**Action item**
Please report, as a single number, how many lines in the entries include the string "tests".
◇ ◇ ◇ ◇ ◇ ◇ ◇
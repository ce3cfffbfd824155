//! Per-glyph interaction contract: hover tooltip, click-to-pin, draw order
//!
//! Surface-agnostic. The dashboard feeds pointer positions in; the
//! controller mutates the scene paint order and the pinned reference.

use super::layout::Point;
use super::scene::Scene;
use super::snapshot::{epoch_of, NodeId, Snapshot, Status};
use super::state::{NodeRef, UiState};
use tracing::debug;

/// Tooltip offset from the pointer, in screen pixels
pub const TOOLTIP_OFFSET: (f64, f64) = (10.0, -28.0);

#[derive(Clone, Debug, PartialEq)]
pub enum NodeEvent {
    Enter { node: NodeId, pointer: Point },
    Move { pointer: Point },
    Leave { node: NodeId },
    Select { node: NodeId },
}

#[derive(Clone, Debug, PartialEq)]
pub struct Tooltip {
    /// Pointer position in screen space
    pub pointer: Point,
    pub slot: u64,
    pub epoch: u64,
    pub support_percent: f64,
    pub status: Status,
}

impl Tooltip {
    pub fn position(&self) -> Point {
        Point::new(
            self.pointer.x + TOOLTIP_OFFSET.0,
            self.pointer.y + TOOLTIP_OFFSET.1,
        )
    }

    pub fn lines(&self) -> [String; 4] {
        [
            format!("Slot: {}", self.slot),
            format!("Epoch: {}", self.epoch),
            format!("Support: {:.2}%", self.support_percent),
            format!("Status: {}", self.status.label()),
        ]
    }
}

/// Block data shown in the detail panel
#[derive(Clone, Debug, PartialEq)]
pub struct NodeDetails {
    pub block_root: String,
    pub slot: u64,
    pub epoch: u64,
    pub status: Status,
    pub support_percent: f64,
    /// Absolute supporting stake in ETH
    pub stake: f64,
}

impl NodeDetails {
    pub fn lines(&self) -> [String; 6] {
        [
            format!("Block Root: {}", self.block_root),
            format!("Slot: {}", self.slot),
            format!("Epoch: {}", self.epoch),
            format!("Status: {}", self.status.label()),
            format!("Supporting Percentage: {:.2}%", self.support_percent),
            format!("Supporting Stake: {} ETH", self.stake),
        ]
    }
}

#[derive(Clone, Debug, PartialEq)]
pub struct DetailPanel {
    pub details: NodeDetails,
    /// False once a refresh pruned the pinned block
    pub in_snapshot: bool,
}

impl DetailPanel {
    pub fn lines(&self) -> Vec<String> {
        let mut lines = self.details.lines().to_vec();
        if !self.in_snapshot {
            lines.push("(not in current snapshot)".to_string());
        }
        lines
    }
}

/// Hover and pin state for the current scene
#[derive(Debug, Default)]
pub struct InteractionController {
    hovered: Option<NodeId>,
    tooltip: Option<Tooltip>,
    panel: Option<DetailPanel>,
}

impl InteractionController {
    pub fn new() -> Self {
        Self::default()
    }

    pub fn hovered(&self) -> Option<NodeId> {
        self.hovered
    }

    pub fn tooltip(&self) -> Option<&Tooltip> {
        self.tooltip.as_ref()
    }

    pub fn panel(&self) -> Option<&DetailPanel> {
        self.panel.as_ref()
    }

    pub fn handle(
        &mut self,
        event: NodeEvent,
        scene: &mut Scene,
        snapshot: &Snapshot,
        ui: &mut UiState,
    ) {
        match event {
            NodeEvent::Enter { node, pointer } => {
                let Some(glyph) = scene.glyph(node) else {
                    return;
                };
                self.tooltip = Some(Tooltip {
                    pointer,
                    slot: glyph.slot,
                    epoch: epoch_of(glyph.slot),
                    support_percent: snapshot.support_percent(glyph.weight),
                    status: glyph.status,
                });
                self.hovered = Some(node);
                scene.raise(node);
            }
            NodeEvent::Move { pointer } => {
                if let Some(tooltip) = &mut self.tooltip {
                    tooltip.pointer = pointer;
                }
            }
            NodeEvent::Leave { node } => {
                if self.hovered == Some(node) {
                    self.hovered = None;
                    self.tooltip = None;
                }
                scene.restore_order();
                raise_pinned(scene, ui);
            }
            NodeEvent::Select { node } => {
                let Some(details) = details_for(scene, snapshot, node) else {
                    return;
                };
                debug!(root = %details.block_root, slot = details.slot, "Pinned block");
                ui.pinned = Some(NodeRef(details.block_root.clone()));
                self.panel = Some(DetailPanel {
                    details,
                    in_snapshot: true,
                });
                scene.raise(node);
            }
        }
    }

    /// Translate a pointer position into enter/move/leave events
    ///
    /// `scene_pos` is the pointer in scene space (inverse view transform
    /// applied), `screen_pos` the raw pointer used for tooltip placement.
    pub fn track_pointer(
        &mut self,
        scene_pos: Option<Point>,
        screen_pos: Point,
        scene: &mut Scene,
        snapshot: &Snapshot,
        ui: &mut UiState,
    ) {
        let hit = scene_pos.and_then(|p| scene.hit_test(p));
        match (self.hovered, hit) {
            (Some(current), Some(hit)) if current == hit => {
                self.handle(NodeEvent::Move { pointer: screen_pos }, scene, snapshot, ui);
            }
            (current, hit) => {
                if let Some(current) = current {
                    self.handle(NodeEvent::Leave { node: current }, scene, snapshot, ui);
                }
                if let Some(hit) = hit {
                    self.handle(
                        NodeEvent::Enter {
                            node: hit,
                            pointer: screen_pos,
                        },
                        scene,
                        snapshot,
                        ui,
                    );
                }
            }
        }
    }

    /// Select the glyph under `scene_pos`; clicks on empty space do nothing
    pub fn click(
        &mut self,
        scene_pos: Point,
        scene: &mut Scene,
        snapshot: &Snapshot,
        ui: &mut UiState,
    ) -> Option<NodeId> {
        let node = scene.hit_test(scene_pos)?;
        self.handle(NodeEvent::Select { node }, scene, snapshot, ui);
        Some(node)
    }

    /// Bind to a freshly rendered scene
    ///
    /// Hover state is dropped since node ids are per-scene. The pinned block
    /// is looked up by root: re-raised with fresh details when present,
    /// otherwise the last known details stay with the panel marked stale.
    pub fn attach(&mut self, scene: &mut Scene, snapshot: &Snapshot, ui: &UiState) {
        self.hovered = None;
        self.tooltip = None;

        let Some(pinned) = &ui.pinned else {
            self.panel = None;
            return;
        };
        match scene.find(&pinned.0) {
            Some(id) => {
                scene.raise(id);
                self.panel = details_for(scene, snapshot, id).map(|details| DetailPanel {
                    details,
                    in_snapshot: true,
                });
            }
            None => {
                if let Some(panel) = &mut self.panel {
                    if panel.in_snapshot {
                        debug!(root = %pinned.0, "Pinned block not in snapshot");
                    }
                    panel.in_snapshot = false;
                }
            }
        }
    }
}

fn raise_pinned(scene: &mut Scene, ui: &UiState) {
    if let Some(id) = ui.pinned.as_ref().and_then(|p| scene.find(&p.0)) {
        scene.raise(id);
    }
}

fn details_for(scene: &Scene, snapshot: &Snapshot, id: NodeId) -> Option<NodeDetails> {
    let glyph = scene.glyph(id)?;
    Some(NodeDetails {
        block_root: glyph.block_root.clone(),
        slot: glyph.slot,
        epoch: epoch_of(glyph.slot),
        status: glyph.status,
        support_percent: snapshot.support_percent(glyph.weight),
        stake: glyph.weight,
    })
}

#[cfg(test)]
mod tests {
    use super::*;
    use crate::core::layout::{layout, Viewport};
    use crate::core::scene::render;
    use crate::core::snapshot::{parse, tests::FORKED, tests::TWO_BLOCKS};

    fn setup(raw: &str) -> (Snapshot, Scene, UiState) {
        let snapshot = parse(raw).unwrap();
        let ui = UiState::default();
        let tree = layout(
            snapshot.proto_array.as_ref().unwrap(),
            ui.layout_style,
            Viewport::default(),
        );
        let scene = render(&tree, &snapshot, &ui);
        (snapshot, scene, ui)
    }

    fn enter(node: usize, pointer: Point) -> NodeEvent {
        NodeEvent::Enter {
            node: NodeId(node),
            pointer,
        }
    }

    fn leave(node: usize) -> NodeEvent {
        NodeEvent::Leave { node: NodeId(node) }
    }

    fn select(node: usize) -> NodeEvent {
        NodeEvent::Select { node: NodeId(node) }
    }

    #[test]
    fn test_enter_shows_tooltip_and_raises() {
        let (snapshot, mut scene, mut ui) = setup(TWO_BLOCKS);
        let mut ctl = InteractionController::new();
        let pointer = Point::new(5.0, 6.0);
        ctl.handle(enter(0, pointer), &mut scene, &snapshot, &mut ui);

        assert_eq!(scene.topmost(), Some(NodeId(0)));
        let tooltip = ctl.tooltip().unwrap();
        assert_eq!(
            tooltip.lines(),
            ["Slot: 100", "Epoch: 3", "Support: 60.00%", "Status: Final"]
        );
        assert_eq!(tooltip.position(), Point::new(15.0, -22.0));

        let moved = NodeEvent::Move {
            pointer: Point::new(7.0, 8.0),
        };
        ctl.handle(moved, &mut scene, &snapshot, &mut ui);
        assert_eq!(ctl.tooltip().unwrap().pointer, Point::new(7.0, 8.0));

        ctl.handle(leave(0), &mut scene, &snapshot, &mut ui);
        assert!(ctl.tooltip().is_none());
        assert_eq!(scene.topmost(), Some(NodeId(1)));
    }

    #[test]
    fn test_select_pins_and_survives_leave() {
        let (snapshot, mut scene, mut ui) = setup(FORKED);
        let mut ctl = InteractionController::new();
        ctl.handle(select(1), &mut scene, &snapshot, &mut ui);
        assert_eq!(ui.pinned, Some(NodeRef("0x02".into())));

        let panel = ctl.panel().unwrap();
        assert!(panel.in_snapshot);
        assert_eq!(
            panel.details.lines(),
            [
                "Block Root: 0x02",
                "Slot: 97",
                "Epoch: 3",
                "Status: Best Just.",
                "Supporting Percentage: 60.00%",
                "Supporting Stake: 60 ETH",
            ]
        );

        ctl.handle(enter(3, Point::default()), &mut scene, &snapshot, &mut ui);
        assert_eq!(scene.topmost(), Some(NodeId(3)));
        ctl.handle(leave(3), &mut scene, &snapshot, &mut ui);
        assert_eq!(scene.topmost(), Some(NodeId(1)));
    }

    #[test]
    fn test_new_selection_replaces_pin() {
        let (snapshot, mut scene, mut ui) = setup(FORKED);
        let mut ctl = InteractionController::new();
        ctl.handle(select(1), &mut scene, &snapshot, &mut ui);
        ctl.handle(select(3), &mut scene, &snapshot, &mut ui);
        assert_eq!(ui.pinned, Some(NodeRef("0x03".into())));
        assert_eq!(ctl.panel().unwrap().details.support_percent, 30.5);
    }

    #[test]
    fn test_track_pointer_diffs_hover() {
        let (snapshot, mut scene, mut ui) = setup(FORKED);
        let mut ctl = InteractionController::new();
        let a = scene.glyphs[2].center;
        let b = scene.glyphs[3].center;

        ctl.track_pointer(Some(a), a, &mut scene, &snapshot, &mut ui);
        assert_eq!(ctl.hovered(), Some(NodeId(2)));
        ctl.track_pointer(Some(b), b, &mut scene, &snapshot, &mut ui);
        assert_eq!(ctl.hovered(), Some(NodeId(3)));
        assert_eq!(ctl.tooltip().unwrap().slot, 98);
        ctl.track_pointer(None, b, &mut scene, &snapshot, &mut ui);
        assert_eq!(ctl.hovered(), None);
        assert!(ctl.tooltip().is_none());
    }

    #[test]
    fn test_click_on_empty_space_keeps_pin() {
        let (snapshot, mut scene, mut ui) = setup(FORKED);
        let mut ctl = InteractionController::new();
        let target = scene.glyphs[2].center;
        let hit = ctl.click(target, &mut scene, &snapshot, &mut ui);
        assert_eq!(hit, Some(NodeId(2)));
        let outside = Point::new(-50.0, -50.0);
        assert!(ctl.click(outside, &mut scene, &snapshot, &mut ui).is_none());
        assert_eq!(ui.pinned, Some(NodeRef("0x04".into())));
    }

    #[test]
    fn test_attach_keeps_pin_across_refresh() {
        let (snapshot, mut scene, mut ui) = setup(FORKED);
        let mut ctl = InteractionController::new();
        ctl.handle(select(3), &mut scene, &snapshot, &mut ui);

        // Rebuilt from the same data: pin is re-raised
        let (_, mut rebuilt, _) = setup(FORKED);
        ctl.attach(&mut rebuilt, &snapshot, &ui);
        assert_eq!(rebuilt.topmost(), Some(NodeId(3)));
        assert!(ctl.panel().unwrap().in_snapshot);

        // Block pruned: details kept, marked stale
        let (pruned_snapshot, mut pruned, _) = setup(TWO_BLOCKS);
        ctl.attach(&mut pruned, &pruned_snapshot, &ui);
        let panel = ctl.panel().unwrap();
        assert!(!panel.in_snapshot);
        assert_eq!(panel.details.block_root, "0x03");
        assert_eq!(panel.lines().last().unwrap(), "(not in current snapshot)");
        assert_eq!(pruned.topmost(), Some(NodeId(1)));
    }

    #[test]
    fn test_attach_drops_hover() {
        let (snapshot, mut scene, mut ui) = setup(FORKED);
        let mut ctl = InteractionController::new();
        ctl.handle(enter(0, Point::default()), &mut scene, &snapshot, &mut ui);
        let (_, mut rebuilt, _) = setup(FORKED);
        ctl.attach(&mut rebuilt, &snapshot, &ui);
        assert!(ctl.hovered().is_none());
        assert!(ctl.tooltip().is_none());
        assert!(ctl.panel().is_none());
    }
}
◇ ◇ ◇ ◇ ◇ ◇ ◇
**Completed task**
2